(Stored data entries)
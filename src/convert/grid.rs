use std::ops::Index;

/// Rectangular two-dimensional array, stored row-major.
#[derive(Debug, Clone, PartialEq)]
pub struct Grid<E> {
    rows: usize,
    cols: usize,
    cells: Vec<E>,
}

impl<E> Grid<E> {
    pub(crate) fn from_cells(rows: usize, cols: usize, cells: Vec<E>) -> Self {
        debug_assert_eq!(cells.len(), rows * cols);
        Grid { rows, cols, cells }
    }

    pub fn rows(&self) -> usize {
        self.rows
    }

    pub fn cols(&self) -> usize {
        self.cols
    }

    /// `(rows, cols)`
    pub fn dimensions(&self) -> (usize, usize) {
        (self.rows, self.cols)
    }

    pub fn is_empty(&self) -> bool {
        self.cells.is_empty()
    }

    pub fn get(&self, row: usize, col: usize) -> Option<&E> {
        if row < self.rows && col < self.cols {
            self.cells.get(row * self.cols + col)
        } else {
            None
        }
    }

    pub fn row(&self, row: usize) -> Option<&[E]> {
        if row < self.rows {
            Some(&self.cells[row * self.cols..(row + 1) * self.cols])
        } else {
            None
        }
    }

    pub fn iter_rows(&self) -> impl Iterator<Item = &[E]> + '_ {
        (0..self.rows).map(move |row| &self.cells[row * self.cols..(row + 1) * self.cols])
    }

    pub fn to_rows(&self) -> Vec<Vec<E>>
    where
        E: Clone,
    {
        self.iter_rows().map(<[E]>::to_vec).collect()
    }
}

impl<E> Default for Grid<E> {
    fn default() -> Self {
        Grid {
            rows: 0,
            cols: 0,
            cells: Vec::new(),
        }
    }
}

impl<E> Index<(usize, usize)> for Grid<E> {
    type Output = E;

    fn index(&self, (row, col): (usize, usize)) -> &E {
        match self.get(row, col) {
            Some(cell) => cell,
            None => panic!(
                "grid index ({row}, {col}) out of bounds for {}x{} grid",
                self.rows, self.cols
            ),
        }
    }
}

Task » Nothing but an exact reproduction of the entries is wanted.

Answer area »
filename src/convert/grid.rs
use std::ops::Index;

/// Rectangular two-dimensional array, stored row-major.
#[derive(Debug, Clone, PartialEq)]
pub struct Grid<E> {
    rows: usize,
    cols: usize,
    cells: Vec<E>,
}

impl<E> Grid<E> {
    pub(crate) fn from_cells(rows: usize, cols: usize, cells: Vec<E>) -> Self {
        debug_assert_eq!(cells.len(), rows * cols);
        Grid { rows, cols, cells }
    }

    pub fn rows(&self) -> usize {
        self.rows
    }

    pub fn cols(&self) -> usize {
        self.cols
    }

    /// `(rows, cols)`
    pub fn dimensions(&self) -> (usize, usize) {
        (self.rows, self.cols)
    }

    pub fn is_empty(&self) -> bool {
        self.cells.is_empty()
    }

    pub fn get(&self, row: usize, col: usize) -> Option<&E> {
        if row < self.rows && col < self.cols {
            self.cells.get(row * self.cols + col)
        } else {
            None
        }
    }

    pub fn row(&self, row: usize) -> Option<&[E]> {
        if row < self.rows {
            Some(&self.cells[row * self.cols..(row + 1) * self.cols])
        } else {
            None
        }
    }

    pub fn iter_rows(&self) -> impl Iterator<Item = &[E]> + '_ {
        (0..self.rows).map(move |row| &self.cells[row * self.cols..(row + 1) * self.cols])
    }

    pub fn to_rows(&self) -> Vec<Vec<E>>
    where
        E: Clone,
    {
        self.iter_rows().map(<[E]>::to_vec).collect()
    }
}

impl<E> Default for Grid<E> {
    fn default() -> Self {
        Grid {
            rows: 0,
            cols: 0,
            cells: Vec::new(),
        }
    }
}

impl<E> Index<(usize, usize)> for Grid<E> {
    type Output = E;

    fn index(&self, (row, col): (usize, usize)) -> &E {
        match self.get(row, col) {
            Some(cell) => cell,
            None => panic!(
                "grid index ({row}, {col}) out of bounds for {}x{} grid",
                self.rows, self.cols
            ),
        }
    }
}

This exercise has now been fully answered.